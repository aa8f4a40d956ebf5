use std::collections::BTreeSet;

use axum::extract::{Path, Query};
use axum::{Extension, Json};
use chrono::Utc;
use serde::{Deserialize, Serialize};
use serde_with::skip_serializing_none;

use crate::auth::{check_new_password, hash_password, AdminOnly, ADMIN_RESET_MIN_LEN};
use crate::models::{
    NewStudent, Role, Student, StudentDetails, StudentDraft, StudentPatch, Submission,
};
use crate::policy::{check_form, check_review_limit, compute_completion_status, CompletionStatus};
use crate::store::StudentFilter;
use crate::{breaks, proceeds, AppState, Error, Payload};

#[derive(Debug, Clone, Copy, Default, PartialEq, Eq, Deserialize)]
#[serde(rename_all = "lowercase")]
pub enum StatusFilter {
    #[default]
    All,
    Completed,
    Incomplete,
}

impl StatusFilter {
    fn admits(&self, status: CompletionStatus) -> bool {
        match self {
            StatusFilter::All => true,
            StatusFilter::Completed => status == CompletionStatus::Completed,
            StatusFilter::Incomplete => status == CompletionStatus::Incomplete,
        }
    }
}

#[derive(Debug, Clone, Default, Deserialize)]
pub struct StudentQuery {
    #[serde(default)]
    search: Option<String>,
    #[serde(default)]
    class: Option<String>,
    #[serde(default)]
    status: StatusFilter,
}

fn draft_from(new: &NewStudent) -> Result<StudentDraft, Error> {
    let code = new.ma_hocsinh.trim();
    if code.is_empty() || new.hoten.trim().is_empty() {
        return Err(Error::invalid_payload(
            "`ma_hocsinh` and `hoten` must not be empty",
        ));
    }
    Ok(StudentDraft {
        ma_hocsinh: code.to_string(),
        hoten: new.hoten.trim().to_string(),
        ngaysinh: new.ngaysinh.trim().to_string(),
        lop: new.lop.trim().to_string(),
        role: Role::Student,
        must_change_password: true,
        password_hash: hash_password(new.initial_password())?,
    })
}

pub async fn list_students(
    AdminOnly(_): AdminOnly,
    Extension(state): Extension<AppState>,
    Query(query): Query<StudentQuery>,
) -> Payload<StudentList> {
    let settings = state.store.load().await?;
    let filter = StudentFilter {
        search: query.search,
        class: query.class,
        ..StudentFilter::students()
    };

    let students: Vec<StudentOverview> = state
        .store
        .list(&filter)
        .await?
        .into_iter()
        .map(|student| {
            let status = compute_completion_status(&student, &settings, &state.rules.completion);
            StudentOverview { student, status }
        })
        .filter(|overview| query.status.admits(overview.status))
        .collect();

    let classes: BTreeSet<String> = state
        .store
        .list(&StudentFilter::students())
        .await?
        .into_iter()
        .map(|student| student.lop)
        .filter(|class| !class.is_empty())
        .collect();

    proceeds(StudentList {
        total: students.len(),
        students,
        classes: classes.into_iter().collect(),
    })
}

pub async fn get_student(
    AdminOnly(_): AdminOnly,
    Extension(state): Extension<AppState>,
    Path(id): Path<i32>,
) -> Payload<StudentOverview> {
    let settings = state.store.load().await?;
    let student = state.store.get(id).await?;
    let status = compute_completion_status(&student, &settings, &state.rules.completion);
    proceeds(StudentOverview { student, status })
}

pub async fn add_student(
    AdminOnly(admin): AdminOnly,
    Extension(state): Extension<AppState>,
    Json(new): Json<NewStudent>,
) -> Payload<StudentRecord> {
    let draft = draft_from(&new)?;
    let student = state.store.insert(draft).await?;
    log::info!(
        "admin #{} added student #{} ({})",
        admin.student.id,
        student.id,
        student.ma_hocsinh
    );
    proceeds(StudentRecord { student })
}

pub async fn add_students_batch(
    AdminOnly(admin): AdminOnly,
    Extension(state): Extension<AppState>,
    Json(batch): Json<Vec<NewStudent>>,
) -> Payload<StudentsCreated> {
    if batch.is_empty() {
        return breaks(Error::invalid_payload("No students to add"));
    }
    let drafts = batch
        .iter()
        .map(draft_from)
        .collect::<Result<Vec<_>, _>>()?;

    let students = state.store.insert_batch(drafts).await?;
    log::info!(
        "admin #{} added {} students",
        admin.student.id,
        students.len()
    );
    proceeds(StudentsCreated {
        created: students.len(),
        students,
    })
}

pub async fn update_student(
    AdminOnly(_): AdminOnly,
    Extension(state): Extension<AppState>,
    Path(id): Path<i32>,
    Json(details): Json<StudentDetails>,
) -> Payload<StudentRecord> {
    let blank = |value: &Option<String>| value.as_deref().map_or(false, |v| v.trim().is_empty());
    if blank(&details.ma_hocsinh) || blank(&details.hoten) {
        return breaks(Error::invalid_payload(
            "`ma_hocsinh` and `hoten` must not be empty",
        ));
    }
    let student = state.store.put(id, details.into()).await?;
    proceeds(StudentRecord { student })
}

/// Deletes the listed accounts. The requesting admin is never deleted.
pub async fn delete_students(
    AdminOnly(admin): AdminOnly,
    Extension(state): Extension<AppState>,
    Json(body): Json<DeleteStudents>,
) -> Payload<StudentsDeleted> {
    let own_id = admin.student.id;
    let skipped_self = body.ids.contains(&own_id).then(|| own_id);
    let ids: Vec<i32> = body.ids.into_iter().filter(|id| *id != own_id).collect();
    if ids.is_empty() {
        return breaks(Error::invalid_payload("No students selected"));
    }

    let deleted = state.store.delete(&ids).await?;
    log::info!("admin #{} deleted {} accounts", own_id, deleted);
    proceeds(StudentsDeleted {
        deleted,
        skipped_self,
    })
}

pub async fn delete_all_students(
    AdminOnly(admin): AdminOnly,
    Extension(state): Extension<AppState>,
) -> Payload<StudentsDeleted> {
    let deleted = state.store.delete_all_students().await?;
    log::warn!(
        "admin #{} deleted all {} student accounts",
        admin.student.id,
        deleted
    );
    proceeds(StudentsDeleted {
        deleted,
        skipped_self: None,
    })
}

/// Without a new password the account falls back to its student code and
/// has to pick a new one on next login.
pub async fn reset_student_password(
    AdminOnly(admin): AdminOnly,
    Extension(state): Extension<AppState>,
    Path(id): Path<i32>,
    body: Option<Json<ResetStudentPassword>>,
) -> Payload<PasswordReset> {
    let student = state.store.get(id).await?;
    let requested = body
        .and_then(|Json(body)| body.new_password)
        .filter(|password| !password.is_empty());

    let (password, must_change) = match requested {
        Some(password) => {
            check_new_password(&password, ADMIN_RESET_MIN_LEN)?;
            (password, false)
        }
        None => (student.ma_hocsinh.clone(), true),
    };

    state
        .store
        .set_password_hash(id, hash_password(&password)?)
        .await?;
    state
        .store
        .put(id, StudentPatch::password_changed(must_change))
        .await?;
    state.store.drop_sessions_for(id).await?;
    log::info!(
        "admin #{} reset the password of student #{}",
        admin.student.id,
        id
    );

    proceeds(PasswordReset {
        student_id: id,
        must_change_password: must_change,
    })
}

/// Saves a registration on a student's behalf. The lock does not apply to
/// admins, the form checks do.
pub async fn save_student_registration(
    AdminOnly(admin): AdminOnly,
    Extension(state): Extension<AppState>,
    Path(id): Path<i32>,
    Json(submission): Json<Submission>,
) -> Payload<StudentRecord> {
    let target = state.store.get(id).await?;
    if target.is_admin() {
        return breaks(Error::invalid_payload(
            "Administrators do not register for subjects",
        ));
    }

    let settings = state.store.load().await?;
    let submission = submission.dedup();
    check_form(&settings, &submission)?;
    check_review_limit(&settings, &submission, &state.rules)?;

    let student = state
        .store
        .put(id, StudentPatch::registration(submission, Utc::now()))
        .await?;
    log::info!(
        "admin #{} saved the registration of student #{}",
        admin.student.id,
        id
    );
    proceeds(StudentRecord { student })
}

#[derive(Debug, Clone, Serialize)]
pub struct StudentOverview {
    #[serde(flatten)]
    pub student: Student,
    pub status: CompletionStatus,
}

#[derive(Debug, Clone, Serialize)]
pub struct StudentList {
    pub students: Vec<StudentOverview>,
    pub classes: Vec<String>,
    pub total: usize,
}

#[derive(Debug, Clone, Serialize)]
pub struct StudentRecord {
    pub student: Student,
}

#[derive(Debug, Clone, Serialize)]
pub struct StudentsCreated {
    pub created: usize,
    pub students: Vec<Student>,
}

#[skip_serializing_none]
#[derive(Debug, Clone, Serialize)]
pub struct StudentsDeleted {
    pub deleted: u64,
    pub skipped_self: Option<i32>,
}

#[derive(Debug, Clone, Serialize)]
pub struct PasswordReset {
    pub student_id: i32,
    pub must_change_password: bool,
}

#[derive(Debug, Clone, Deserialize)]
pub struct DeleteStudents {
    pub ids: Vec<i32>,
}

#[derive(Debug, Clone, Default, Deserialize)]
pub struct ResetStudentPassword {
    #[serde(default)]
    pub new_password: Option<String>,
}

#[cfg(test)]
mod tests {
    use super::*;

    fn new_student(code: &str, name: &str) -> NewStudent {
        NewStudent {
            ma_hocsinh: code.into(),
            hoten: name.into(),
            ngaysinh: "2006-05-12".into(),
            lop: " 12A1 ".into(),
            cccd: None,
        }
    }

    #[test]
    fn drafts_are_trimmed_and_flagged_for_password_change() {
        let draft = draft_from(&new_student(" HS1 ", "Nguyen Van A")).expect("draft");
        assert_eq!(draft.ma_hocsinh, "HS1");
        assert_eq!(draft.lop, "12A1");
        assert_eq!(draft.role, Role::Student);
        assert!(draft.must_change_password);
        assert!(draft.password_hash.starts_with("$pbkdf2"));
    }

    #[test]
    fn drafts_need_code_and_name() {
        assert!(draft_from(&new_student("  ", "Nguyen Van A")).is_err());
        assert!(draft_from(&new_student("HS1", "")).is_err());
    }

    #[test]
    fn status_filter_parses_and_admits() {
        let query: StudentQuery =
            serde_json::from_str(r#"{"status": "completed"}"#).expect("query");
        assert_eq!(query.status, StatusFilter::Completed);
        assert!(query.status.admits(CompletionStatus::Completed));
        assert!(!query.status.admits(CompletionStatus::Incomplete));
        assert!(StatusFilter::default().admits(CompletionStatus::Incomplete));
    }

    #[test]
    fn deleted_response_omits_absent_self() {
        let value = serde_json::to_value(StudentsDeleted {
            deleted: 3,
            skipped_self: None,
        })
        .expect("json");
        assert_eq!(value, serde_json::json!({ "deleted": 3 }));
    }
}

### Work item
Every line of the listing above that includes "bool" should be copied out.

### Exercise result
    fn admits(&self, status: CompletionStatus) -> bool {
    pub must_change_password: bool,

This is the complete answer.